*** WORKING DATA ***

//! Repository management API
//!
//! JSON endpoints for repositories, groups and tags, all served below one
//! configurable prefix.

pub mod dispatch;
pub mod error;
pub mod pipeline;
pub mod routes;

use actix_web::{Scope, web};
use log::warn;

pub use error::*;
pub use pipeline::*;

/// Configures the API routes
///
/// # Endpoints
///
/// | Method   | API Endpoint                      | Operation                       | Success |
/// | -------- | --------------------------------- | ------------------------------- | ------- |
/// | `POST`   | `<prefix>`                        | create repository / group       | `201`   |
/// | `GET`    | `<prefix>[?type=group]`           | list repositories / groups      | `200`   |
/// | `GET`    | `<prefix>/<repo>`                 | get repository                  | `200`   |
/// | `DELETE` | `<prefix>/<repo>`                 | delete repository               | `200`   |
/// | `GET`    | `<prefix>/<group>`                | get group                       | `200`   |
/// | `DELETE` | `<prefix>/<group>`                | delete group                    | `200`   |
/// | `GET`    | `<prefix>/<repo>/tags`            | list tags                       | `200`   |
/// | `POST`   | `<prefix>/<repo>/tags`            | create tag                      | `201`   |
/// | `GET`    | `<prefix>/<repo>/tags/<tag>`      | get tag                         | `200`   |
/// | `DELETE` | `<prefix>/<repo>/tags/<tag>`      | delete tag                      | `200`   |
///
/// Root routes must be registered before the wildcard ones.
pub fn configure(cfg: &mut web::ServiceConfig) {
    cfg.service(routes::create_resource)
        .service(routes::list_resources)
        .service(dispatch::get_resource)
        .service(dispatch::post_resource)
        .service(dispatch::delete_resource);
}

/// The API mounted below `prefix`
pub fn scope(prefix: &str) -> Scope {
    web::scope(prefix).app_data(json_config()).configure(configure)
}

/// JSON extractor settings answering malformed bodies with a 400 error body
pub fn json_config() -> web::JsonConfig {
    web::JsonConfig::default()
        .limit(1 << 20) // 1 MB JSON limit
        .error_handler(|err, _| {
            warn!("JSON payload error: {err}");
            let response = actix_web::HttpResponse::from_error(ApiError::BadRequest(err.to_string()));
            actix_web::error::InternalError::from_response(err, response).into()
        })
}
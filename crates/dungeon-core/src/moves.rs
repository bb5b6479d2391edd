//! Orthogonal move directions and their unit offsets.

use std::fmt;

use crate::geom::Point;

/// One of the four orthogonal steps a walker can take.
///
/// Offsets follow screen coordinates: `Up` decreases `y`.
#[derive(Copy, Clone, Debug, PartialEq, Eq, Hash)]
#[cfg_attr(feature = "serde", derive(serde::Serialize, serde::Deserialize))]
pub enum Move {
    Up,
    Down,
    Left,
    Right,
}

impl Move {
    /// All four moves, in a fixed order.
    pub const ALL: [Move; 4] = [Move::Up, Move::Down, Move::Left, Move::Right];

    /// Convert a unit offset into a move.
    ///
    /// Only the four offsets (±1, 0) and (0, ±1) map to a move; anything
    /// else returns `None`.
    pub const fn from_offset(offset: Point) -> Option<Move> {
        match (offset.x, offset.y) {
            (0, -1) => Some(Move::Up),
            (0, 1) => Some(Move::Down),
            (-1, 0) => Some(Move::Left),
            (1, 0) => Some(Move::Right),
            _ => None,
        }
    }

    /// The unit offset this move applies.
    pub const fn offset(self) -> Point {
        match self {
            Move::Up => Point::new(0, -1),
            Move::Down => Point::new(0, 1),
            Move::Left => Point::new(-1, 0),
            Move::Right => Point::new(1, 0),
        }
    }

    /// Move between two adjacent points, or `None` if they are not adjacent.
    #[inline]
    pub fn between(from: Point, to: Point) -> Option<Move> {
        Self::from_offset(to - from)
    }

    /// Single-letter form: `U`, `D`, `L` or `R`.
    pub const fn letter(self) -> char {
        match self {
            Move::Up => 'U',
            Move::Down => 'D',
            Move::Left => 'L',
            Move::Right => 'R',
        }
    }
}

impl fmt::Display for Move {
    fn fmt(&self, f: &mut fmt::Formatter<'_>) -> fmt::Result {
        let name = match self {
            Move::Up => "up",
            Move::Down => "down",
            Move::Left => "left",
            Move::Right => "right",
        };
        f.write_str(name)
    }
}

#[cfg(test)]
mod tests {
    use super::*;

    #[test]
    fn offsets_invert() {
        for m in Move::ALL {
            assert_eq!(Move::from_offset(m.offset()), Some(m));
        }
    }

    #[test]
    fn screen_coordinates() {
        assert_eq!(Move::from_offset(Point::new(0, -1)), Some(Move::Up));
        assert_eq!(Move::from_offset(Point::new(1, 0)), Some(Move::Right));
        assert_eq!(
            Move::between(Point::new(2, 2), Point::new(2, 3)),
            Some(Move::Down)
        );
    }

    #[test]
    fn non_unit_offsets_rejected() {
        assert_eq!(Move::from_offset(Point::ZERO), None);
        assert_eq!(Move::from_offset(Point::new(1, 1)), None);
        assert_eq!(Move::from_offset(Point::new(2, 0)), None);
    }

    #[test]
    fn letters() {
        let s: String = Move::ALL.iter().map(|m| m.letter()).collect();
        assert_eq!(s, "UDLR");
        assert_eq!(Move::Left.to_string(), "left");
    }
}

*** End of WORKING DATA ***

→ **ACTIVITY**:
In full and without changes, give the data above once more.

→ **SOLUTION BELOW**:
//! Repository management API
//!
//! JSON endpoints for repositories, groups and tags, all served below one
//! configurable prefix.

pub mod dispatch;
pub mod error;
pub mod pipeline;
pub mod routes;

use actix_web::{Scope, web};
use log::warn;

pub use error::*;
pub use pipeline::*;

/// Configures the API routes
///
/// # Endpoints
///
/// | Method   | API Endpoint                      | Operation                       | Success |
/// | -------- | --------------------------------- | ------------------------------- | ------- |
/// | `POST`   | `<prefix>`                        | create repository / group       | `201`   |
/// | `GET`    | `<prefix>[?type=group]`           | list repositories / groups      | `200`   |
/// | `GET`    | `<prefix>/<repo>`                 | get repository                  | `200`   |
/// | `DELETE` | `<prefix>/<repo>`                 | delete repository               | `200`   |
/// | `GET`    | `<prefix>/<group>`                | get group                       | `200`   |
/// | `DELETE` | `<prefix>/<group>`                | delete group                    | `200`   |
/// | `GET`    | `<prefix>/<repo>/tags`            | list tags                       | `200`   |
/// | `POST`   | `<prefix>/<repo>/tags`            | create tag                      | `201`   |
/// | `GET`    | `<prefix>/<repo>/tags/<tag>`      | get tag                         | `200`   |
/// | `DELETE` | `<prefix>/<repo>/tags/<tag>`      | delete tag                      | `200`   |
///
/// Root routes must be registered before the wildcard ones.
pub fn configure(cfg: &mut web::ServiceConfig) {
    cfg.service(routes::create_resource)
        .service(routes::list_resources)
        .service(dispatch::get_resource)
        .service(dispatch::post_resource)
        .service(dispatch::delete_resource);
}

/// The API mounted below `prefix`
pub fn scope(prefix: &str) -> Scope {
    web::scope(prefix).app_data(json_config()).configure(configure)
}

/// JSON extractor settings answering malformed bodies with a 400 error body
pub fn json_config() -> web::JsonConfig {
    web::JsonConfig::default()
        .limit(1 << 20) // 1 MB JSON limit
        .error_handler(|err, _| {
            warn!("JSON payload error: {err}");
            let response = actix_web::HttpResponse::from_error(ApiError::BadRequest(err.to_string()));
            actix_web::error::InternalError::from_response(err, response).into()
        })
}
filename crates/dungeon-core/src/moves.rs
repository bb5b6479d2391edd
//! Orthogonal move directions and their unit offsets.

use std::fmt;

use crate::geom::Point;

/// One of the four orthogonal steps a walker can take.
///
/// Offsets follow screen coordinates: `Up` decreases `y`.
#[derive(Copy, Clone, Debug, PartialEq, Eq, Hash)]
#[cfg_attr(feature = "serde", derive(serde::Serialize, serde::Deserialize))]
pub enum Move {
    Up,
    Down,
    Left,
    Right,
}

impl Move {
    /// All four moves, in a fixed order.
    pub const ALL: [Move; 4] = [Move::Up, Move::Down, Move::Left, Move::Right];

    /// Convert a unit offset into a move.
    ///
    /// Only the four offsets (±1, 0) and (0, ±1) map to a move; anything
    /// else returns `None`.
    pub const fn from_offset(offset: Point) -> Option<Move> {
        match (offset.x, offset.y) {
            (0, -1) => Some(Move::Up),
            (0, 1) => Some(Move::Down),
            (-1, 0) => Some(Move::Left),
            (1, 0) => Some(Move::Right),
            _ => None,
        }
    }

    /// The unit offset this move applies.
    pub const fn offset(self) -> Point {
        match self {
            Move::Up => Point::new(0, -1),
            Move::Down => Point::new(0, 1),
            Move::Left => Point::new(-1, 0),
            Move::Right => Point::new(1, 0),
        }
    }

    /// Move between two adjacent points, or `None` if they are not adjacent.
    #[inline]
    pub fn between(from: Point, to: Point) -> Option<Move> {
        Self::from_offset(to - from)
    }

    /// Single-letter form: `U`, `D`, `L` or `R`.
    pub const fn letter(self) -> char {
        match self {
            Move::Up => 'U',
            Move::Down => 'D',
            Move::Left => 'L',
            Move::Right => 'R',
        }
    }
}

impl fmt::Display for Move {
    fn fmt(&self, f: &mut fmt::Formatter<'_>) -> fmt::Result {
        let name = match self {
            Move::Up => "up",
            Move::Down => "down",
            Move::Left => "left",
            Move::Right => "right",
        };
        f.write_str(name)
    }
}

#[cfg(test)]
mod tests {
    use super::*;

    #[test]
    fn offsets_invert() {
        for m in Move::ALL {
            assert_eq!(Move::from_offset(m.offset()), Some(m));
        }
    }

    #[test]
    fn screen_coordinates() {
        assert_eq!(Move::from_offset(Point::new(0, -1)), Some(Move::Up));
        assert_eq!(Move::from_offset(Point::new(1, 0)), Some(Move::Right));
        assert_eq!(
            Move::between(Point::new(2, 2), Point::new(2, 3)),
            Some(Move::Down)
        );
    }

    #[test]
    fn non_unit_offsets_rejected() {
        assert_eq!(Move::from_offset(Point::ZERO), None);
        assert_eq!(Move::from_offset(Point::new(1, 1)), None);
        assert_eq!(Move::from_offset(Point::new(2, 0)), None);
    }

    #[test]
    fn letters() {
        let s: String = Move::ALL.iter().map(|m| m.letter()).collect();
        assert_eq!(s, "UDLR");
        assert_eq!(Move::Left.to_string(), "left");
    }
}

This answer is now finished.